§ **Input for this task**
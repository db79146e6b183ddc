//! Checkpoint files: `<model_path>.bin` (Burn record) and `<model_path>.json`.

use anyhow::Context;
use burn::module::Module;
use burn::record::{BinFileRecorder, FullPrecisionSettings};
use burn::tensor::backend::Backend;
use burn_dataset::ImageShape;
use chrono::{DateTime, Utc};
use models::{Fcn, Vgg16Config};
use serde::{Deserialize, Serialize};
use std::ffi::OsString;
use std::fs;
use std::path::{Path, PathBuf};

pub const CHECKPOINT_FORMAT_VERSION: u32 = 1;

#[derive(Debug, Clone, PartialEq, Serialize, Deserialize)]
pub struct CheckpointMeta {
    pub format_version: u32,
    pub saved_at: DateTime<Utc>,
    pub epoch: usize,
    pub loss: f32,
    pub num_classes: usize,
    pub image_height: u32,
    pub image_width: u32,
    pub backbone: Vgg16Config,
    pub num_params: usize,
}

impl CheckpointMeta {
    pub fn describe<B: Backend>(
        model: &Fcn<B>,
        backbone: &Vgg16Config,
        shape: ImageShape,
        epoch: usize,
        loss: f32,
    ) -> Self {
        Self {
            format_version: CHECKPOINT_FORMAT_VERSION,
            saved_at: Utc::now(),
            epoch,
            loss,
            num_classes: model.num_classes(),
            image_height: shape.height,
            image_width: shape.width,
            backbone: backbone.clone(),
            num_params: model.num_params(),
        }
    }

    /// Error out when a stored checkpoint cannot be loaded into `current`.
    pub fn check_compatible(&self, current: &CheckpointMeta) -> anyhow::Result<()> {
        if self.format_version > CHECKPOINT_FORMAT_VERSION {
            anyhow::bail!(
                "checkpoint format {} is newer than supported {}",
                self.format_version,
                CHECKPOINT_FORMAT_VERSION
            );
        }
        if self.num_classes != current.num_classes {
            anyhow::bail!(
                "checkpoint has {} classes, model has {}",
                self.num_classes,
                current.num_classes
            );
        }
        if (self.image_height, self.image_width) != (current.image_height, current.image_width) {
            anyhow::bail!(
                "checkpoint was trained at {}x{}, run uses {}x{}",
                self.image_height,
                self.image_width,
                current.image_height,
                current.image_width
            );
        }
        if self.backbone != current.backbone {
            anyhow::bail!(
                "checkpoint backbone {:?} does not match loaded backbone {:?}",
                self.backbone,
                current.backbone
            );
        }
        if self.num_params != current.num_params {
            anyhow::bail!(
                "checkpoint has {} parameters, model has {}",
                self.num_params,
                current.num_params
            );
        }
        Ok(())
    }
}

fn with_suffix(path: &Path, suffix: &str) -> PathBuf {
    let mut s: OsString = path.as_os_str().to_owned();
    s.push(suffix);
    PathBuf::from(s)
}

pub fn weights_path(model_path: &Path) -> PathBuf {
    with_suffix(model_path, ".bin")
}

pub fn meta_path(model_path: &Path) -> PathBuf {
    with_suffix(model_path, ".json")
}

pub fn checkpoint_exists(model_path: &Path) -> bool {
    weights_path(model_path).is_file()
}

/// Write weights and the metadata sidecar through temporary siblings, then
/// rename both into place.
pub fn save_checkpoint<B: Backend>(
    model: &Fcn<B>,
    model_path: &Path,
    meta: &CheckpointMeta,
) -> anyhow::Result<()> {
    if let Some(parent) = model_path.parent().filter(|p| !p.as_os_str().is_empty()) {
        fs::create_dir_all(parent)
            .with_context(|| format!("failed to create {}", parent.display()))?;
    }
    // The recorder forces a `.bin` extension, so the temp name keeps it.
    let tmp_weights = with_suffix(model_path, ".tmp.bin");
    let tmp_meta = with_suffix(model_path, ".tmp.json");

    let json = serde_json::to_vec_pretty(meta)?;
    fs::write(&tmp_meta, json)
        .with_context(|| format!("failed to write {}", tmp_meta.display()))?;
    let recorder = BinFileRecorder::<FullPrecisionSettings>::new();
    model
        .clone()
        .save_file(tmp_weights.as_path(), &recorder)
        .map_err(|e| anyhow::anyhow!("failed to save checkpoint: {e}"))?;

    promote(&tmp_weights, &weights_path(model_path))?;
    promote(&tmp_meta, &meta_path(model_path))?;
    tracing::info!("Model saved to {}", model_path.display());
    Ok(())
}

fn promote(from: &Path, to: &Path) -> anyhow::Result<()> {
    fs::rename(from, to)
        .with_context(|| format!("failed to move {} to {}", from.display(), to.display()))
}

pub fn read_meta(model_path: &Path) -> anyhow::Result<CheckpointMeta> {
    let path = meta_path(model_path);
    let raw = fs::read(&path).with_context(|| format!("failed to read {}", path.display()))?;
    serde_json::from_slice(&raw).with_context(|| format!("invalid metadata in {}", path.display()))
}

/// Load weights saved by [`save_checkpoint`] into `model`.
///
/// `current` describes the model being restored into; the stored metadata
/// must agree with it. A checkpoint without a sidecar is loaded with a warning.
pub fn restore_checkpoint<B: Backend>(
    model: Fcn<B>,
    model_path: &Path,
    current: &CheckpointMeta,
    device: &B::Device,
) -> anyhow::Result<Fcn<B>> {
    let weights = weights_path(model_path);
    if !weights.is_file() {
        anyhow::bail!("no checkpoint found at {}", weights.display());
    }
    if meta_path(model_path).is_file() {
        let stored = read_meta(model_path)?;
        stored
            .check_compatible(current)
            .with_context(|| format!("cannot restore {}", model_path.display()))?;
        tracing::debug!(
            "checkpoint from epoch {} (loss {:.3}) saved at {}",
            stored.epoch,
            stored.loss,
            stored.saved_at
        );
    } else {
        tracing::warn!(
            "{} has no metadata; skipping compatibility checks",
            weights.display()
        );
    }

    let recorder = BinFileRecorder::<FullPrecisionSettings>::new();
    let model = model
        .load_file(weights.as_path(), &recorder, device)
        .map_err(|e| anyhow::anyhow!("failed to load checkpoint {}: {e}", weights.display()))?;
    tracing::info!("Model restored from {}", model_path.display());
    Ok(model)
}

§ **Directions for this task**
All of the records above should be copied exactly.

§ **Exercise result**
repository db79146e6b183ddc
//! Checkpoint files: `<model_path>.bin` (Burn record) and `<model_path>.json`.

use anyhow::Context;
use burn::module::Module;
use burn::record::{BinFileRecorder, FullPrecisionSettings};
use burn::tensor::backend::Backend;
use burn_dataset::ImageShape;
use chrono::{DateTime, Utc};
use models::{Fcn, Vgg16Config};
use serde::{Deserialize, Serialize};
use std::ffi::OsString;
use std::fs;
use std::path::{Path, PathBuf};

pub const CHECKPOINT_FORMAT_VERSION: u32 = 1;

#[derive(Debug, Clone, PartialEq, Serialize, Deserialize)]
pub struct CheckpointMeta {
    pub format_version: u32,
    pub saved_at: DateTime<Utc>,
    pub epoch: usize,
    pub loss: f32,
    pub num_classes: usize,
    pub image_height: u32,
    pub image_width: u32,
    pub backbone: Vgg16Config,
    pub num_params: usize,
}

impl CheckpointMeta {
    pub fn describe<B: Backend>(
        model: &Fcn<B>,
        backbone: &Vgg16Config,
        shape: ImageShape,
        epoch: usize,
        loss: f32,
    ) -> Self {
        Self {
            format_version: CHECKPOINT_FORMAT_VERSION,
            saved_at: Utc::now(),
            epoch,
            loss,
            num_classes: model.num_classes(),
            image_height: shape.height,
            image_width: shape.width,
            backbone: backbone.clone(),
            num_params: model.num_params(),
        }
    }

    /// Error out when a stored checkpoint cannot be loaded into `current`.
    pub fn check_compatible(&self, current: &CheckpointMeta) -> anyhow::Result<()> {
        if self.format_version > CHECKPOINT_FORMAT_VERSION {
            anyhow::bail!(
                "checkpoint format {} is newer than supported {}",
                self.format_version,
                CHECKPOINT_FORMAT_VERSION
            );
        }
        if self.num_classes != current.num_classes {
            anyhow::bail!(
                "checkpoint has {} classes, model has {}",
                self.num_classes,
                current.num_classes
            );
        }
        if (self.image_height, self.image_width) != (current.image_height, current.image_width) {
            anyhow::bail!(
                "checkpoint was trained at {}x{}, run uses {}x{}",
                self.image_height,
                self.image_width,
                current.image_height,
                current.image_width
            );
        }
        if self.backbone != current.backbone {
            anyhow::bail!(
                "checkpoint backbone {:?} does not match loaded backbone {:?}",
                self.backbone,
                current.backbone
            );
        }
        if self.num_params != current.num_params {
            anyhow::bail!(
                "checkpoint has {} parameters, model has {}",
                self.num_params,
                current.num_params
            );
        }
        Ok(())
    }
}

fn with_suffix(path: &Path, suffix: &str) -> PathBuf {
    let mut s: OsString = path.as_os_str().to_owned();
    s.push(suffix);
    PathBuf::from(s)
}

pub fn weights_path(model_path: &Path) -> PathBuf {
    with_suffix(model_path, ".bin")
}

pub fn meta_path(model_path: &Path) -> PathBuf {
    with_suffix(model_path, ".json")
}

pub fn checkpoint_exists(model_path: &Path) -> bool {
    weights_path(model_path).is_file()
}

/// Write weights and the metadata sidecar through temporary siblings, then
/// rename both into place.
pub fn save_checkpoint<B: Backend>(
    model: &Fcn<B>,
    model_path: &Path,
    meta: &CheckpointMeta,
) -> anyhow::Result<()> {
    if let Some(parent) = model_path.parent().filter(|p| !p.as_os_str().is_empty()) {
        fs::create_dir_all(parent)
            .with_context(|| format!("failed to create {}", parent.display()))?;
    }
    // The recorder forces a `.bin` extension, so the temp name keeps it.
    let tmp_weights = with_suffix(model_path, ".tmp.bin");
    let tmp_meta = with_suffix(model_path, ".tmp.json");

    let json = serde_json::to_vec_pretty(meta)?;
    fs::write(&tmp_meta, json)
        .with_context(|| format!("failed to write {}", tmp_meta.display()))?;
    let recorder = BinFileRecorder::<FullPrecisionSettings>::new();
    model
        .clone()
        .save_file(tmp_weights.as_path(), &recorder)
        .map_err(|e| anyhow::anyhow!("failed to save checkpoint: {e}"))?;

    promote(&tmp_weights, &weights_path(model_path))?;
    promote(&tmp_meta, &meta_path(model_path))?;
    tracing::info!("Model saved to {}", model_path.display());
    Ok(())
}

fn promote(from: &Path, to: &Path) -> anyhow::Result<()> {
    fs::rename(from, to)
        .with_context(|| format!("failed to move {} to {}", from.display(), to.display()))
}

pub fn read_meta(model_path: &Path) -> anyhow::Result<CheckpointMeta> {
    let path = meta_path(model_path);
    let raw = fs::read(&path).with_context(|| format!("failed to read {}", path.display()))?;
    serde_json::from_slice(&raw).with_context(|| format!("invalid metadata in {}", path.display()))
}

/// Load weights saved by [`save_checkpoint`] into `model`.
///
/// `current` describes the model being restored into; the stored metadata
/// must agree with it. A checkpoint without a sidecar is loaded with a warning.
pub fn restore_checkpoint<B: Backend>(
    model: Fcn<B>,
    model_path: &Path,
    current: &CheckpointMeta,
    device: &B::Device,
) -> anyhow::Result<Fcn<B>> {
    let weights = weights_path(model_path);
    if !weights.is_file() {
        anyhow::bail!("no checkpoint found at {}", weights.display());
    }
    if meta_path(model_path).is_file() {
        let stored = read_meta(model_path)?;
        stored
            .check_compatible(current)
            .with_context(|| format!("cannot restore {}", model_path.display()))?;
        tracing::debug!(
            "checkpoint from epoch {} (loss {:.3}) saved at {}",
            stored.epoch,
            stored.loss,
            stored.saved_at
        );
    } else {
        tracing::warn!(
            "{} has no metadata; skipping compatibility checks",
            weights.display()
        );
    }

    let recorder = BinFileRecorder::<FullPrecisionSettings>::new();
    let model = model
        .load_file(weights.as_path(), &recorder, device)
        .map_err(|e| anyhow::anyhow!("failed to load checkpoint {}: {e}", weights.display()))?;
    tracing::info!("Model restored from {}", model_path.display());
    Ok(model)
}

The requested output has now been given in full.